━━━━━ Material for this exercise
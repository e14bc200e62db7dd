use std::path::PathBuf;

use clap::Parser;

use crate::auth::DEFAULT_ENDPOINT;
use crate::fetcher::{FetchRequest, DEFAULT_REVISION};
use crate::hub::enums::RepoType;
use crate::internal::telemetry::DEFAULT_LOG_LEVEL;

/// 默认下载的仓库
pub const DEFAULT_REPO: &str = "THUDM/CogVideoX-5b-I2V";

/// 默认的本地目录
pub const DEFAULT_LOCAL_DIR: &str = "models/CogVideoX-5b-I2V";

#[derive(Debug, Clone, Parser)]
#[command(author, version, about = "下载 Hub 仓库快照到本地目录，支持断点续传")]
pub struct Args {
    /// 仓库标识，如 org/name
    #[arg(long, default_value = DEFAULT_REPO)]
    pub repo: String,

    /// 本地下载目录，不存在时自动创建
    #[arg(long = "local-dir", value_name = "DIR", default_value = DEFAULT_LOCAL_DIR)]
    pub local_dir: PathBuf,

    /// 分支、标签或提交哈希
    #[arg(long, default_value = DEFAULT_REVISION)]
    pub revision: String,

    /// 仓库类型：model / dataset / space
    #[arg(long, default_value = "model")]
    pub repo_type: RepoType,

    /// 不续传，未完成的文件从头下载
    #[arg(long)]
    pub no_resume: bool,

    /// 以指向共享缓存的符号链接代替完整拷贝
    #[arg(long)]
    pub use_symlinks: bool,

    /// 跳过 sha256 校验
    #[arg(long)]
    pub no_verify: bool,

    /// Hub 地址，可换成镜像源
    #[arg(long, env = "HF_ENDPOINT", default_value = DEFAULT_ENDPOINT)]
    pub endpoint: String,

    /// 访问令牌（私有或受限仓库需要）
    #[arg(long, env = "HF_TOKEN", hide_env_values = true)]
    pub token: Option<String>,

    /// 共享缓存目录，仅链接模式使用
    #[arg(long, env = "HF_HUB_CACHE", value_name = "DIR")]
    pub cache_dir: Option<PathBuf>,

    /// 不显示进度条
    #[arg(long, short)]
    pub quiet: bool,

    /// 日志级别或过滤指令
    #[arg(long, env = "RUST_LOG", default_value = DEFAULT_LOG_LEVEL)]
    pub log_level: String,
}

impl Args {
    pub fn to_request(&self) -> FetchRequest {
        FetchRequest::new(self.repo.clone(), self.local_dir.clone())
            .resume(!self.no_resume)
            .use_symlinks(self.use_symlinks)
            .revision(self.revision.clone())
            .repo_type(self.repo_type)
    }
}
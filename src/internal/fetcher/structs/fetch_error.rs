//! 获取流程的错误类型：目录创建失败与传输失败。

use std::path::PathBuf;

use thiserror::Error;

use super::transfer_error::TransferError;

#[derive(Debug, Error)]
pub enum FetchError {
    #[error("请求无效: {0}")]
    InvalidRequest(String),

    #[error("创建下载目录 {} 失败: {source}", path.display())]
    DirectoryCreation {
        path: PathBuf,
        #[source]
        source: std::io::Error,
    },

    #[error(transparent)]
    Transfer(#[from] TransferError),
}
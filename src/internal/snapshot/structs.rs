pub mod cache_layout;
pub mod link;
pub mod snapshot_downloader;

pub use cache_layout::CacheLayout;
pub use snapshot_downloader::SnapshotDownloader;
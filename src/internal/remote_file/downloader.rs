//! 下载器领域模块：专属于远程文件的下载器结构体，由远程文件主动创建并执行下载。
//!
//! 使用方式：`remote_file.build_downloader().save_to(path).with_hook(hook).send().await`
//! 对外导出以 [`crate::remote_file`] 为准，此处仅做模块划分，不重复 pub use。

pub mod structs;
pub mod traits;
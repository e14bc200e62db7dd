/// 内部导出的模块
mod internal;


/// 导出核心入口函数
pub use internal::entrance::remote::*;

pub mod auth {
    use crate::internal;
    pub use internal::auth::*;
    pub use internal::auth::structs::hub_auth::{HubAuth, DEFAULT_ENDPOINT};
}

/// 对外提供 Hub 基础访问能力，不能限制死在入口函数中，以防有人自己要用
pub mod hub {
    pub use crate::internal::hub::error::HubError;

    pub mod functions {
        use crate::internal;
        pub use internal::hub::functions::get_repo_info::{get_repo_info, RepoRef};
    }

    pub mod enums {
        use crate::internal;
        pub use internal::hub::enums::*;
    }

    pub mod traits {
        pub use crate::internal::hub::raw_json::impl_repo_info::ToRemoteFileData;
    }

    pub mod structs {
        pub use crate::internal::hub::raw_json::repo_info::*;
    }
}

pub mod remote_file {
    use crate::internal;
    // 结构体模型
    pub use internal::remote_file::structs::remote_file::*;
    pub use internal::remote_file::structs::remote_file_data::*;
    // 下载器：类型与入口（以 lib 为中心，此处统一导出）
    pub use internal::remote_file::downloader::structs::*;
    pub use internal::remote_file::downloader::traits::*;
}

/// 快照获取：请求、终态结果与传输协作者接口
pub mod fetcher {
    use crate::internal;
    pub use internal::fetcher::structs::*;
    pub use internal::fetcher::structs::fetch_request::DEFAULT_REVISION;
    pub use internal::fetcher::traits::snapshot_transfer::SnapshotTransfer;
}

pub mod snapshot {
    use crate::internal;
    pub use internal::snapshot::structs::*;
    pub use internal::snapshot::structs::snapshot_downloader::FileHookFactory;
}

pub mod cli {
    use crate::internal;
    pub use internal::cli::*;
}

pub mod telemetry {
    use crate::internal;
    pub use internal::telemetry::*;
}
use core::fmt;
use std::sync::Arc;
use std::time::Duration;

use reqwest::{
    header::{HeaderMap, HeaderValue, AUTHORIZATION},
    Client,
};
use sha2::{Digest, Sha256};
use url::Url;

/// 官方 Hub 地址
pub const DEFAULT_ENDPOINT: &str = "https://huggingface.co";

/// 建立连接的超时时间；大文件传输本身不设整体超时
const CONNECT_TIMEOUT_SECS: u64 = 30;

/// 认证结构体
///
/// 该结构体定位
/// - 用于存储 Hub 访问地址（官方或镜像）与可选的访问令牌
/// - 用于仓库元数据读取与文件下载的网络访问功能支持
///
/// 默认Eq时会匹配endpoint和token，如果需要单独比较token，需使用eq_only_token方法
#[derive(Clone)]
pub struct HubAuth {
    pub client: Client,    // 内部是Arc，不需要特殊处理
    pub endpoint: Arc<Url>, // 下载任务会跨线程持有，使用 Arc
    pub(crate) token_fingerprint: Option<Arc<String>>, // 只保留摘要，不保留明文
}

impl HubAuth {
    /// 创建新的认证结构体；`token` 为空字符串时视为匿名访问
    pub fn new(endpoint: &str, token: Option<&str>) -> Result<Self, String> {
        let token = token.map(str::trim).filter(|t| !t.is_empty());
        let http_client = _InternalHttpClient::_create(token)?;

        let endpoint =
            _format_endpoint(endpoint).map_err(|e| e.to_string())?;

        Ok(Self {
            client: http_client.client,
            endpoint: Arc::new(endpoint),
            token_fingerprint: http_client.token_fingerprint.map(Arc::new),
        })
    }

    /// 是否携带访问令牌
    pub fn has_token(&self) -> bool {
        self.token_fingerprint.is_some()
    }

    /// 仅比较token是否相等
    pub fn eq_only_token(&self, other: &Self) -> bool {
        self.token_fingerprint == other.token_fingerprint
    }

    /// 基于 endpoint 拼接相对路径，拒绝跳出 endpoint 的结果
    pub fn join(&self, path: &str) -> Result<Url, String> {
        let joined = self
            .endpoint
            .join(path.trim_start_matches('/'))
            .map_err(|_| "路径格式错误".to_string())?;

        if joined.scheme() != self.endpoint.scheme()
            || joined.host_str() != self.endpoint.host_str()
            || joined.port() != self.endpoint.port()
            || !joined.path().starts_with(self.endpoint.path())
        {
            return Err("父目录不允许".to_string());
        }

        Ok(joined)
    }
}

/// 用于比较认证结构体是否相等
impl PartialEq for HubAuth {
    fn eq(&self, other: &Self) -> bool {
        self.token_fingerprint == other.token_fingerprint
            && self.endpoint == other.endpoint
    }
}

/// 防止debug泄漏令牌
impl fmt::Debug for HubAuth {
    fn fmt(&self, f: &mut fmt::Formatter<'_>) -> fmt::Result {
        f.debug_struct("HubAuth")
            .field("endpoint", &self.endpoint.as_str())
            .field("client", &"<Client with hidden authorization>")
            .finish()
    }
}

fn _format_endpoint(url: &str) -> Result<Url, String> {
    if url.trim().is_empty() {
        return Err("地址为空".to_string());
    }

    let mut endpoint = Url::parse(url.trim()).map_err(|e| e.to_string())?;

    if !endpoint.path().ends_with('/') {
        let new_path = format!("{}/", endpoint.path());
        endpoint.set_path(&new_path);
    }

    Ok(endpoint)
}

/// 内部临时使用的http客户端结构体，在初始化HubAuth时使用
struct _InternalHttpClient {
    client: Client,
    token_fingerprint: Option<String>,
}

impl _InternalHttpClient {
    fn _fingerprint(data: &str) -> String {
        let mut hasher = Sha256::new();
        hasher.update(data.as_bytes());
        format!("{:x}", hasher.finalize())
    }

    /// 创建http客户端，内部使用
    fn _create(token: Option<&str>) -> Result<Self, String> {
        let mut headers = HeaderMap::new();

        if let Some(token) = token {
            let mut auth_value =
                HeaderValue::from_str(&format!("Bearer {}", token))
                    .map_err(|e| e.to_string())?;
            auth_value.set_sensitive(true);
            headers.insert(AUTHORIZATION, auth_value);
        }

        let http_client = Client::builder()
            .user_agent(concat!(
                env!("CARGO_PKG_NAME"),
                "/",
                env!("CARGO_PKG_VERSION")
            ))
            .connect_timeout(Duration::from_secs(CONNECT_TIMEOUT_SECS))
            .default_headers(headers)
            .build()
            .map_err(|e| e.to_string())?;

        Ok(Self {
            client: http_client,
            token_fingerprint: token.map(Self::_fingerprint),
        })
    }
}
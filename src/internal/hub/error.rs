//! 仓库元数据读取相关错误类型。

use reqwest::StatusCode;
use thiserror::Error;

#[derive(Debug, Error)]
pub enum HubError {
    #[error("HTTP 请求失败: {0}")]
    Request(#[from] reqwest::Error),

    #[error("地址拼接失败: {0}")]
    InvalidUrl(String),

    #[error("仓库标识不能为空")]
    EmptyRepoId,

    #[error("没有访问仓库 {repo_id} 的权限（状态 {status}），请检查访问令牌")]
    Unauthorized { repo_id: String, status: StatusCode },

    #[error("仓库不存在: {repo_id}@{revision}")]
    RepoNotFound { repo_id: String, revision: String },

    #[error("服务器返回异常状态 {status}: {body}")]
    Status { status: StatusCode, body: String },

    #[error("仓库元数据解析失败: {0}")]
    Decode(#[from] serde_json::Error),

    #[error("仓库中的文件路径不安全: {0}")]
    UnsafePath(String),
}
pub mod snapshot_transfer;
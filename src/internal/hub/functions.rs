pub mod get_repo_info;
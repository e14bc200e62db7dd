pub mod hub_auth;

pub use hub_auth::HubAuth;
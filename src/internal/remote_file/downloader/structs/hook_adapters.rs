//! 闭包适配器：`with_xx_hook` 传入的闭包经由这里成为 [`DownloadHook`]。
//!
//! 闭包返回的 future 需要 `'static`，因此只传入可复制或已克隆的值。

use std::future::Future;

use async_trait::async_trait;

use crate::remote_file::download::{DownloadHook, HookAbort};
use crate::remote_file::{DownloadResult, RemoteFileData};

/// 开始前：参数为续传起点
pub(crate) struct BeforeStartHookAdapter<F>(pub(crate) F);

#[async_trait]
impl<F, Fut> DownloadHook for BeforeStartHookAdapter<F>
where
    F: FnMut(u64) -> Fut + Send + Sync + 'static,
    Fut: Future<Output = Result<(), HookAbort>> + Send + 'static,
{
    async fn before_start(
        &mut self,
        _file: &RemoteFileData,
        resume_from: u64,
    ) -> Result<(), HookAbort> {
        (self.0)(resume_from).await
    }
}

pub(crate) struct OnProgressHookAdapter<F>(pub(crate) F);

#[async_trait]
impl<F> DownloadHook for OnProgressHookAdapter<F>
where
    F: FnMut(u64, Option<u64>) + Send + Sync + 'static,
{
    fn on_progress(&mut self, bytes_done: u64, total: Option<u64>) {
        (self.0)(bytes_done, total);
    }
}

/// 完成后：参数为本次结果的副本
pub(crate) struct AfterCompleteHookAdapter<F>(pub(crate) F);

#[async_trait]
impl<F, Fut> DownloadHook for AfterCompleteHookAdapter<F>
where
    F: FnMut(DownloadResult) -> Fut + Send + Sync + 'static,
    Fut: Future<Output = ()> + Send + 'static,
{
    async fn after_complete(&mut self, result: &DownloadResult) {
        (self.0)(result.clone()).await
    }
}
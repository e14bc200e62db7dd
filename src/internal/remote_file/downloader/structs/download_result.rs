/// 单次下载的结果。
#[derive(Debug, Clone, PartialEq, Eq)]
pub enum DownloadResult {
    /// 本地文件已完整，未发起传输
    AlreadyComplete,
    /// 已保存到本地文件
    Saved {
        /// 续传起点（字节），从零开始下载时为 0
        resumed_from: u64,
        /// 本次实际写入的字节数
        bytes_written: u64,
    },
}

impl DownloadResult {
    /// 本次写入的字节数；跳过时为 0。
    pub fn bytes_written(&self) -> u64 {
        match self {
            DownloadResult::AlreadyComplete => 0,
            DownloadResult::Saved { bytes_written, .. } => *bytes_written,
        }
    }
}
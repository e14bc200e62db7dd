//! 仓库快照下载：列出快照中的全部文件，逐个下载到目标目录（完整拷贝或链接到共享缓存）。

pub mod structs;
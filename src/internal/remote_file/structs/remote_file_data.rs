use chrono::{DateTime, FixedOffset};
use url::Url;

use crate::internal::hub::enums::RepoType;

#[derive(Debug, Clone)]
pub struct RemoteFileData {
    pub repo_id: String,
    pub repo_type: RepoType,
    pub revision: String,           // 已解析的提交哈希（或原始 revision）
    pub relative_path: String,      // 文件的相对路径（相对仓库根目录，`/` 分隔）
    pub url: Url,                   // 文件的完整下载地址
    pub name: String,               // 文件名（路径最后一段）
    pub size: Option<u64>,          // 文件大小（字节）
    pub blob_id: Option<String>,    // 共享缓存中的 blob 名称
    pub sha256: Option<String>,     // LFS 文件的内容摘要
    pub last_modified: Option<DateTime<FixedOffset>>, // 仓库最后修改时间
}

impl RemoteFileData {
    /// 用于共享缓存的 blob 名称：优先 LFS sha256，其次 git blob 哈希
    pub fn cache_blob_name(&self) -> Option<&str> {
        self.sha256.as_deref().or(self.blob_id.as_deref())
    }
}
━━━━━━━━━━
## Task to complete:
Find the word "FetchRequest" in the material, then list each line that holds it.

## Exercise output:
use crate::fetcher::{FetchRequest, DEFAULT_REVISION};
    pub fn to_request(&self) -> FetchRequest {
        FetchRequest::new(self.repo.clone(), self.local_dir.clone())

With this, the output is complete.